Stored items
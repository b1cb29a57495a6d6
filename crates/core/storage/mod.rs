//! Persistence collaborator for the geofence service.
//!
//! The service owns validation and the spatial index; a [`Store`] only keeps
//! providers and service areas and applies batches atomically. Listing order
//! is insertion order and survives updates.
//!
//! Stores are shared between threads and do their own locking. Writes are
//! serialized by the service, so an implementation only has to keep reads
//! from blocking on slow writes.

use crate::error::Result;
use geofence_types::area::ServiceArea;
use geofence_types::provider::Provider;
use uuid::Uuid;

mod memory;
#[cfg(feature = "snapshot")]
mod snapshot;

pub use memory::MemoryStore;
#[cfg(feature = "snapshot")]
pub use snapshot::SnapshotStore;

/// Trait for store implementations
///
/// Reads must not wait for a write that is still persisting.
pub trait Store: Send + Sync {
    fn find_provider_by_id(&self, id: &Uuid) -> Result<Option<Provider>>;

    fn find_provider_by_name(&self, name: &str) -> Result<Option<Provider>>;

    /// Providers in insertion order, starting at `offset`.
    fn list_providers(&self, offset: usize, limit: usize) -> Result<Vec<Provider>>;

    fn provider_count(&self) -> Result<usize>;

    /// Insert or replace a provider.
    fn save_provider(&self, provider: &Provider) -> Result<()>;

    /// Delete a provider and return it if it existed. Does not cascade.
    fn delete_provider(&self, id: &Uuid) -> Result<Option<Provider>>;

    fn find_service_area_by_id(&self, id: &Uuid) -> Result<Option<ServiceArea>>;

    /// Service areas in insertion order, starting at `offset`.
    fn list_service_areas(&self, offset: usize, limit: usize) -> Result<Vec<ServiceArea>>;

    fn service_area_count(&self) -> Result<usize>;

    /// Every service area owned by a provider, in insertion order.
    fn service_areas_by_provider(&self, provider: &Uuid) -> Result<Vec<ServiceArea>>;

    /// Insert or replace a service area.
    fn save_service_area(&self, area: &ServiceArea) -> Result<()>;

    fn delete_service_area(&self, id: &Uuid) -> Result<Option<ServiceArea>>;

    /// Every service area, used to rebuild the index at startup.
    fn load_all_service_areas(&self) -> Result<Vec<ServiceArea>>;

    /// Apply all operations or none of them.
    fn batch(&self, ops: &[StoreOp]) -> Result<()>;

    fn stats(&self) -> Result<StoreStats>;
}

/// Store operation for batch processing
#[derive(Debug, Clone)]
pub enum StoreOp {
    SaveProvider(Provider),
    DeleteProvider(Uuid),
    SaveServiceArea(ServiceArea),
    DeleteServiceArea(Uuid),
}

/// Store statistics
#[derive(Debug, Clone, Default, PartialEq, Eq, serde::Serialize)]
pub struct StoreStats {
    /// Number of stored providers
    pub providers: usize,
    /// Number of stored service areas
    pub service_areas: usize,
    /// Number of write operations applied since open
    pub operations_count: u64,
}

TO DO: Each line from the top of the entries above through the line containing "fn find_provider_by_id(&self, id: &Uuid)" must be transcribed exactly, and no other line may appear.

EXERCISE OUTPUT:
repository b1cb29a57495a6d6
filename crates/core/storage/mod.rs
//! Persistence collaborator for the geofence service.
//!
//! The service owns validation and the spatial index; a [`Store`] only keeps
//! providers and service areas and applies batches atomically. Listing order
//! is insertion order and survives updates.
//!
//! Stores are shared between threads and do their own locking. Writes are
//! serialized by the service, so an implementation only has to keep reads
//! from blocking on slow writes.

use crate::error::Result;
use geofence_types::area::ServiceArea;
use geofence_types::provider::Provider;
use uuid::Uuid;

mod memory;
#[cfg(feature = "snapshot")]
mod snapshot;

pub use memory::MemoryStore;
#[cfg(feature = "snapshot")]
pub use snapshot::SnapshotStore;

/// Trait for store implementations
///
/// Reads must not wait for a write that is still persisting.
pub trait Store: Send + Sync {
    fn find_provider_by_id(&self, id: &Uuid) -> Result<Option<Provider>>;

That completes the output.